/ miércoles 6 de diciembre de 2017

El arte en la creación de fuegos artificiales

La creación de fuegos artificiales, una tradición que no escapa a los peligros

Recorrimos un camino que parecía inacabable, como inacabable era el polvo que cubría los maizales resecados por la cosecha y el otoño. Era una región inhóspita incluso para sus habitantes. Dejábamos atrás las casas, pero no parecía que nos acercáramos a los volcanes que teníamos de frente. Era un páramo anacrónico que rompió su monotonía gracias a un letrero sólo esperanzador para los que sabíamos a lo que íbamos: “Cuidado. Zona de peligro”.

Terminado el asfalto, empezó la historia.
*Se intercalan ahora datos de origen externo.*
//! Stream Codec
//!
//! JSON text frames exchanged with the streaming endpoint.
//!
//! # Outbound
//!
//! ```json
//! {"type":"subscribe","symbol":"AAPL"}
//! {"type":"unsubscribe","symbol":"AAPL"}
//! ```
//!
//! # Inbound
//!
//! ```json
//! {"type":"trade","data":[{"s":"AAPL","p":101.5,"t":1575526691134,"v":100}]}
//! {"type":"ping"}
//! ```
//!
//! Any other `type` decodes to [`StreamFrame::Other`] and is ignored.

use rust_decimal::Decimal;
use serde::{Deserialize, Serialize};

use crate::application::ports::StreamCommand;
use crate::domain::market::TradeTick;

/// Codec errors.
#[derive(Debug, thiserror::Error)]
pub enum CodecError {
    /// JSON encoding/decoding failed.
    #[error("JSON codec error: {0}")]
    Json(#[from] serde_json::Error),
}

/// Decoded inbound frame.
#[derive(Debug, Clone, PartialEq, Eq)]
pub enum StreamFrame {
    /// Batch of trades, in arrival order.
    Trades(Vec<TradeTick>),
    /// Server keepalive.
    Ping,
    /// Server-reported error.
    Error(String),
    /// Unhandled frame type.
    Other,
}

#[derive(Serialize)]
struct OutboundFrame<'a> {
    #[serde(rename = "type")]
    kind: &'static str,
    symbol: &'a str,
}

#[derive(Deserialize)]
#[serde(tag = "type", rename_all = "lowercase")]
enum InboundFrame {
    Trade {
        #[serde(default)]
        data: Vec<TradeData>,
    },
    Ping,
    Error {
        #[serde(default)]
        msg: String,
    },
    #[serde(other)]
    Other,
}

#[derive(Deserialize)]
struct TradeData {
    #[serde(rename = "s")]
    symbol: String,
    #[serde(rename = "p")]
    price: Decimal,
    #[serde(rename = "t", default)]
    timestamp: i64,
    #[serde(rename = "v", default)]
    volume: Decimal,
}

impl From<TradeData> for TradeTick {
    fn from(data: TradeData) -> Self {
        Self {
            symbol: data.symbol,
            price: data.price,
            timestamp: data.timestamp,
            volume: data.volume,
        }
    }
}

/// JSON codec for stream frames.
#[derive(Debug, Default, Clone, Copy)]
pub struct StreamCodec;

impl StreamCodec {
    /// Create a new codec.
    #[must_use]
    pub const fn new() -> Self {
        Self
    }

    /// Encode an outbound command.
    ///
    /// # Errors
    ///
    /// Returns an error if serialization fails.
    pub fn encode(&self, command: &StreamCommand) -> Result<String, CodecError> {
        let frame = match command {
            StreamCommand::Subscribe(symbol) => OutboundFrame {
                kind: "subscribe",
                symbol,
            },
            StreamCommand::Unsubscribe(symbol) => OutboundFrame {
                kind: "unsubscribe",
                symbol,
            },
        };
        Ok(serde_json::to_string(&frame)?)
    }

    /// Decode an inbound text frame.
    ///
    /// # Errors
    ///
    /// Returns an error if the text is not a JSON object with a `type` field,
    /// or a trade entry is malformed.
    pub fn decode(&self, text: &str) -> Result<StreamFrame, CodecError> {
        let frame = match serde_json::from_str::<InboundFrame>(text.trim())? {
            InboundFrame::Trade { data } => {
                StreamFrame::Trades(data.into_iter().map(TradeTick::from).collect())
            }
            InboundFrame::Ping => StreamFrame::Ping,
            InboundFrame::Error { msg } => StreamFrame::Error(msg),
            InboundFrame::Other => StreamFrame::Other,
        };
        Ok(frame)
    }
}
No notamos el silencio del ambiente hasta que fue roto por unos golpeteos rítmicos pero desiguales, constantes a pesar de la perturbación de nuestra llegada. Estábamos en donde se forja la tradición de las llamas en el cielo: Los fuegos artificiales.

Tres hombres con las manos ennegrecidas rellenaban cilindros de papel con polvos marrones, negros y blancos; todos opacos y finos. Era un día tranquilo, en temporada alta (en fin de año, semana santa y durante las fiestas patronales) son seis los trabajadores. Nos recibió Gilberto, el último “potrillo” que daba nombre al lugar. “Los Tres Potrillos” es un convenio entre generaciones por seguir iluminando el ocaso. Un taller de pirotecnia.

Iniciada en China, hoy en día la tradición continúa en Ozumba, un poblado del sudeste del Estado de México que, sin ser minero, extrae pólvora de sus cuevas. Seguimos caminando. Gilberto nos guía a través de delgadas estructuras de madera “son los castillos que quedan de la última fiesta”, dice con orgullo.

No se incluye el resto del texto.